Hi. We are deploying and hosting SquaredUp (for Azure) in Azure, and it’s working. However, I’ve found Open Access is really open to the entire internet, with security being a unique url (security by obscurity). And no way to limit it to “authenticated users”.
With on-prem hosting access to the physical network is limited, so this issue isn’t really an issue.
I’m keen for advice and thoughts how to resolve this.
#1 – Host on-prem – Unfortunately we are moving everything to cloud.
#2 – Limit VNET to our office IP’s – That would work, although due to COVID our we are scatted across different towns working from home (and many have dynamic IP’s).

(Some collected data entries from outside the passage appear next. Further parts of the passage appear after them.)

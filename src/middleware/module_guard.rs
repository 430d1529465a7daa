//! Module access guard
//!
//! Route middleware that consults the access engine before letting a request
//! through to a module's handlers.

use axum::{
    extract::{Request, State},
    middleware::Next,
    response::Response,
};
use tracing::warn;

use crate::{utils::AppError, AppState};

use super::identity::AuthUser;

/// Module a route group belongs to
#[derive(Debug, Clone)]
pub struct RequireModule {
    pub module_id: String,
}

impl RequireModule {
    pub fn new(module_id: impl Into<String>) -> Self {
        Self {
            module_id: module_id.into(),
        }
    }
}

/// Reject requests whose role cannot open the module
///
/// Usage:
/// ```ignore
/// let app = Router::new()
///     .route("/permissions", get(get_matrix))
///     .layer(axum::middleware::from_fn_with_state(
///         state.clone(),
///         |state: State<AppState>, req: Request, next: Next| require_module_middleware(
///             state,
///             req,
///             next,
///             RequireModule::new("admin-permissions"),
///         ),
///     ));
/// ```
pub async fn require_module_middleware(
    State(state): State<AppState>,
    request: Request,
    next: Next,
    required: RequireModule,
) -> Result<Response, AppError> {
    let user = request
        .extensions()
        .get::<AuthUser>()
        .cloned()
        .unwrap_or_else(AuthUser::unauthenticated);

    if !user.is_authenticated() {
        return Err(AppError::Unauthorized("Authentication required".to_string()));
    }

    if !state.access.can_access(&required.module_id, &user.role) {
        warn!(
            role = %user.role,
            module_id = %required.module_id,
            path = %request.uri().path(),
            "Module access denied"
        );
        return Err(AppError::Forbidden(format!(
            "Role '{}' cannot access module '{}'",
            user.role, required.module_id
        )));
    }

    Ok(next.run(request).await)
}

#3 – Limit access to a Jumphost in Azure. it’s a viable solution, but expensive and not a great experience to look at dashboards.

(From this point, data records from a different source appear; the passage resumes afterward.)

use std::fmt;
use std::str::FromStr;

use clap::ValueEnum;
use serde::{Deserialize, Serialize};

use crate::error::StatsError;

/// NCBI taxonomy identifier, the grouping key of the whole run.
#[derive(Debug, Clone, Copy, PartialEq, Eq, PartialOrd, Ord, Hash, Serialize, Deserialize)]
pub struct TaxId(u32);

impl TaxId {
    pub fn new(value: u32) -> Self {
        Self(value)
    }

    pub fn get(self) -> u32 {
        self.0
    }
}

impl fmt::Display for TaxId {
    fn fmt(&self, f: &mut fmt::Formatter<'_>) -> fmt::Result {
        write!(f, "{}", self.0)
    }
}

impl FromStr for TaxId {
    type Err = StatsError;

    fn from_str(value: &str) -> Result<Self, Self::Err> {
        let trimmed = value.trim();
        let is_valid = !trimmed.is_empty() && trimmed.chars().all(|ch| ch.is_ascii_digit());
        if !is_valid {
            return Err(StatsError::InvalidTaxId(value.to_string()));
        }
        trimmed
            .parse::<u32>()
            .map(Self)
            .map_err(|_| StatsError::InvalidTaxId(value.to_string()))
    }
}

#[derive(Debug, Clone, Copy, PartialEq, Eq, Hash)]
pub enum Metric {
    GenomeSize,
    GcPercent,
    CdsCount,
}

impl Metric {
    pub const ALL: [Metric; 3] = [Metric::GenomeSize, Metric::GcPercent, Metric::CdsCount];
}

impl fmt::Display for Metric {
    fn fmt(&self, f: &mut fmt::Formatter<'_>) -> fmt::Result {
        match self {
            Metric::GenomeSize => write!(f, "genome_size"),
            Metric::GcPercent => write!(f, "gc_percent"),
            Metric::CdsCount => write!(f, "cds_count"),
        }
    }
}

/// Which organism name labels a taxid whose assemblies disagree.
#[derive(Debug, Clone, Copy, Default, PartialEq, Eq, Serialize, Deserialize, ValueEnum)]
#[serde(rename_all = "kebab-case")]
pub enum NamePolicy {
    FirstSeen,
    #[default]
    MostFrequent,
}

/// One parsed line of an assembly summary feed.
///
/// Numeric fields are taken as written; range checks happen at ingestion.
#[derive(Debug, Clone, PartialEq)]
pub struct AssemblyRecord {
    pub taxonomy_id: Option<TaxId>,
    pub organism_name: String,
    pub genome_size_bp: Option<f64>,
    pub gc_percent: Option<f64>,
    pub cds_count: Option<f64>,
}

impl AssemblyRecord {
    pub fn new(taxonomy_id: TaxId, organism_name: impl Into<String>) -> Self {
        Self {
            taxonomy_id: Some(taxonomy_id),
            organism_name: organism_name.into(),
            genome_size_bp: None,
            gc_percent: None,
            cds_count: None,
        }
    }

    pub fn with_genome_size(mut self, bp: f64) -> Self {
        self.genome_size_bp = Some(bp);
        self
    }

    pub fn with_gc_percent(mut self, gc: f64) -> Self {
        self.gc_percent = Some(gc);
        self
    }

    pub fn with_cds_count(mut self, cds: f64) -> Self {
        self.cds_count = Some(cds);
        self
    }
}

#4 – alter the IIS settings not to allow anonymous access. best idea so far, but no idea what to alter.
#5 – licence all users – we have a lot of users who just need to see a non-interactive board, then licensing each one can be an overkill.
I see this see thread Restricting Open Access to AD Groups. , but it doesn’t really offer a solution in this case.
Any thoughts or ideas appreciated 🙂
Bringing the VM inside a vnet (non-public) and then sharing SquaredUp using Azure Application Proxy is a viable solution. You’re then adding auth to OA via Azure AD. Costs next to nothing too.